The first line of the entries through the line bearing "of the grid": copy these lines exactly and return nothing else.

*** Block opens ***

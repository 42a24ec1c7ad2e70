use std::path::PathBuf;

use clap::{Args, Parser};

/// A viewer for md5 skinned meshes, drawn as an animated grid on explicitly managed GPU heaps
#[derive(Parser, Debug)]
#[command(version, about, long_about = None)]
pub struct Cli {
    /// Path to the .md5mesh model drawn in every grid cell
    pub model: PathBuf,

    /// Path to the .md5anim animation played by every instance
    pub animation: PathBuf,

    /// Path to an .obj mesh drawn without animation at the center of the grid
    #[arg(short = 'm', long)]
    pub static_mesh: Option<PathBuf>,

    /// Directory searched before the model's own directory for its textures
    #[arg(short = 't', long)]
    pub texture_dir: Option<PathBuf>,

    /// Number of grid rows
    #[arg(short = 'r', long, default_value_t = 10)]
    pub rows: u32,

    /// Number of grid columns
    #[arg(short = 'c', long, default_value_t = 10)]
    pub cols: u32,

    /// Initial window width in pixels
    #[arg(long, default_value_t = 640)]
    pub width: u32,

    /// Initial window height in pixels
    #[arg(long, default_value_t = 480)]
    pub height: u32,

    #[command(flatten)]
    pub heap_sizes: HeapSizes,
}

#[derive(Args, Debug, Clone)]
pub struct HeapSizes {
    /// Capacity of the device-local buffer heap in MiB
    #[arg(long, default_value_t = 64)]
    pub device_local_heap_mib: u64,

    /// Capacity of the host-visible upload heap in MiB
    #[arg(long, default_value_t = 32)]
    pub upload_heap_mib: u64,

    /// Capacity of the host-visible readback heap in MiB
    #[arg(long, default_value_t = 4)]
    pub readback_heap_mib: u64,

    /// Budget of the image heap in MiB
    #[arg(long, default_value_t = 128)]
    pub image_heap_mib: u64,
}

impl From<HeapSizes> for skinned_viewer::args::HeapSizes {
    fn from(value: HeapSizes) -> Self {
        skinned_viewer::args::HeapSizes {
            device_local: value.device_local_heap_mib,
            upload: value.upload_heap_mib,
            readback: value.readback_heap_mib,
            image: value.image_heap_mib,
        }
    }
}
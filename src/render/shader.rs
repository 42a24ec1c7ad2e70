use anyhow::Result;

use crate::render::constants::MAX_BONES;
use crate::render::descriptor::{
    ANIMATION_BINDING, FRAME_BINDING, OBJECT_BINDING, TEXTURE_BINDING,
};
use crate::render::pipeline::RenderPipelineConfiguration;

pub struct ShaderModulePackage {
    pub vertex_shader_module: wgpu::ShaderModule,
    pub fragment_shader_module: wgpu::ShaderModule,
}

impl ShaderModulePackage {
    pub fn from_templates(
        vertex_template_name: &str,
        fragment_template_name: &str,
        name: &str,
        device: &wgpu::Device,
        tera: &tera::Tera,
        shader_template_config: &ShaderTemplateConfiguration,
    ) -> Result<Self> {
        let shader_template_context = tera::Context::from_serialize(shader_template_config)?;

        let vertex_shader_source = ShaderModulePackage::render_shader(
            vertex_template_name,
            tera,
            &shader_template_context,
        )?;

        let fragment_shader_source = ShaderModulePackage::render_shader(
            fragment_template_name,
            tera,
            &shader_template_context,
        )?;

        log::debug!(
            "Creating shader module package {name} from config: {:?}",
            shader_template_config
        );

        Ok(ShaderModulePackage {
            vertex_shader_module: device.create_shader_module(wgpu::ShaderModuleDescriptor {
                label: Some(&format!("{}_VERTEX_SHADER_MODULE", name)),
                source: wgpu::ShaderSource::Wgsl(vertex_shader_source.into()),
            }),
            fragment_shader_module: device.create_shader_module(wgpu::ShaderModuleDescriptor {
                label: Some(&format!("{}_FRAGMENT_SHADER_MODULE", name)),
                source: wgpu::ShaderSource::Wgsl(fragment_shader_source.into()),
            }),
        })
    }

    pub fn from_render_pipeline_config(
        config: &RenderPipelineConfiguration,
        name: &str,
        device: &wgpu::Device,
        tera: &tera::Tera,
    ) -> Result<Self> {
        let (vertex_template_name, fragment_template_name) = config.template_names();

        ShaderModulePackage::from_templates(
            vertex_template_name,
            fragment_template_name,
            name,
            device,
            tera,
            &ShaderTemplateConfiguration::default(),
        )
    }

    fn render_shader(
        template_name: &str,
        tera: &tera::Tera,
        template_context: &tera::Context,
    ) -> Result<String> {
        match tera.render(template_name, template_context) {
            Ok(shader_source) => Ok(shader_source),
            Err(error) => Err(error.into()),
        }
    }
}

#[derive(Clone, Copy, Debug, Eq, Hash, PartialEq, serde::Serialize)]
pub struct ShaderTemplateConfiguration {
    pub max_bones: usize,
    pub frame_binding: u32,
    pub object_binding: u32,
    pub texture_binding: u32,
    pub sampler_binding: u32,
    pub animation_binding: u32,
}

impl Default for ShaderTemplateConfiguration {
    fn default() -> Self {
        Self {
            max_bones: MAX_BONES,
            frame_binding: FRAME_BINDING,
            object_binding: OBJECT_BINDING,
            texture_binding: TEXTURE_BINDING,
            sampler_binding: TEXTURE_BINDING + 1,
            animation_binding: ANIMATION_BINDING,
        }
    }
}

#[cfg(test)]
mod tests {
    use super::*;

    fn templates() -> tera::Tera {
        tera::Tera::new(concat!(env!("CARGO_MANIFEST_DIR"), "/shaders/**/*")).unwrap()
    }

    #[test]
    fn skinned_template_sizes_the_bone_array() {
        let context =
            tera::Context::from_serialize(ShaderTemplateConfiguration::default()).unwrap();
        let source = templates().render("skinned.vert.wgsl", &context).unwrap();

        assert!(source.contains("array<mat4x4<f32>, 256>"));
        assert!(source.contains("@binding(4)"));
    }

    #[test]
    fn fragment_template_places_the_sampler_after_the_texture() {
        let context =
            tera::Context::from_serialize(ShaderTemplateConfiguration::default()).unwrap();
        let source = templates().render("mesh.frag.wgsl", &context).unwrap();

        assert!(source.contains("@group(0) @binding(2) var diffuse_texture"));
        assert!(source.contains("@group(0) @binding(3) var diffuse_sampler"));
    }
}
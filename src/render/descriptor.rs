//! Descriptor set layouts, a fixed-capacity descriptor pool, and batched set updates.
//!
//! A combined image sampler at binding `b` occupies two bind group slots: the texture view
//! at `b` and its sampler at `b + 1`.

use std::rc::Rc;

use crate::error::Error;
use crate::render::buffer::GpuBuffer;
use crate::render::image::ImageLayout;
use crate::render::pipeline::MeshKind;
use crate::render::texture::Texture2DPackage;

pub const FRAME_BINDING: u32 = 0;
pub const OBJECT_BINDING: u32 = 1;
pub const TEXTURE_BINDING: u32 = 2;
pub const ANIMATION_BINDING: u32 = 4;

#[derive(Clone, Copy, Debug, PartialEq, Eq)]
pub enum DescriptorType {
    UniformBuffer,
    CombinedImageSampler,
}

#[derive(Clone, Copy, Debug, PartialEq, Eq)]
pub struct DescriptorBinding {
    pub binding: u32,
    pub descriptor_type: DescriptorType,
    pub visibility: wgpu::ShaderStages,
}

impl DescriptorBinding {
    pub fn uniform_buffer(binding: u32, visibility: wgpu::ShaderStages) -> Self {
        Self {
            binding,
            descriptor_type: DescriptorType::UniformBuffer,
            visibility,
        }
    }

    pub fn combined_image_sampler(binding: u32, visibility: wgpu::ShaderStages) -> Self {
        Self {
            binding,
            descriptor_type: DescriptorType::CombinedImageSampler,
            visibility,
        }
    }

    fn slots(&self) -> std::ops::Range<u32> {
        match self.descriptor_type {
            DescriptorType::UniformBuffer => self.binding..self.binding + 1,
            DescriptorType::CombinedImageSampler => self.binding..self.binding + 2,
        }
    }

    fn layout_entries(&self) -> Vec<wgpu::BindGroupLayoutEntry> {
        match self.descriptor_type {
            DescriptorType::UniformBuffer => vec![wgpu::BindGroupLayoutEntry {
                binding: self.binding,
                visibility: self.visibility,
                ty: wgpu::BindingType::Buffer {
                    ty: wgpu::BufferBindingType::Uniform,
                    has_dynamic_offset: false,
                    min_binding_size: None,
                },
                count: None,
            }],
            DescriptorType::CombinedImageSampler => vec![
                wgpu::BindGroupLayoutEntry {
                    binding: self.binding,
                    visibility: self.visibility,
                    ty: wgpu::BindingType::Texture {
                        multisampled: false,
                        view_dimension: wgpu::TextureViewDimension::D2,
                        sample_type: wgpu::TextureSampleType::Float { filterable: true },
                    },
                    count: None,
                },
                wgpu::BindGroupLayoutEntry {
                    binding: self.binding + 1,
                    visibility: self.visibility,
                    ty: wgpu::BindingType::Sampler(wgpu::SamplerBindingType::Filtering),
                    count: None,
                },
            ],
        }
    }
}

*** Block closes ***

**PROBLEM SOLUTION:**
repository 42a24ec1c7ad2e70
use std::path::PathBuf;

use clap::{Args, Parser};

/// A viewer for md5 skinned meshes, drawn as an animated grid on explicitly managed GPU heaps
#[derive(Parser, Debug)]
#[command(version, about, long_about = None)]
pub struct Cli {
    /// Path to the .md5mesh model drawn in every grid cell
    pub model: PathBuf,

    /// Path to the .md5anim animation played by every instance
    pub animation: PathBuf,

    /// Path to an .obj mesh drawn without animation at the center of the grid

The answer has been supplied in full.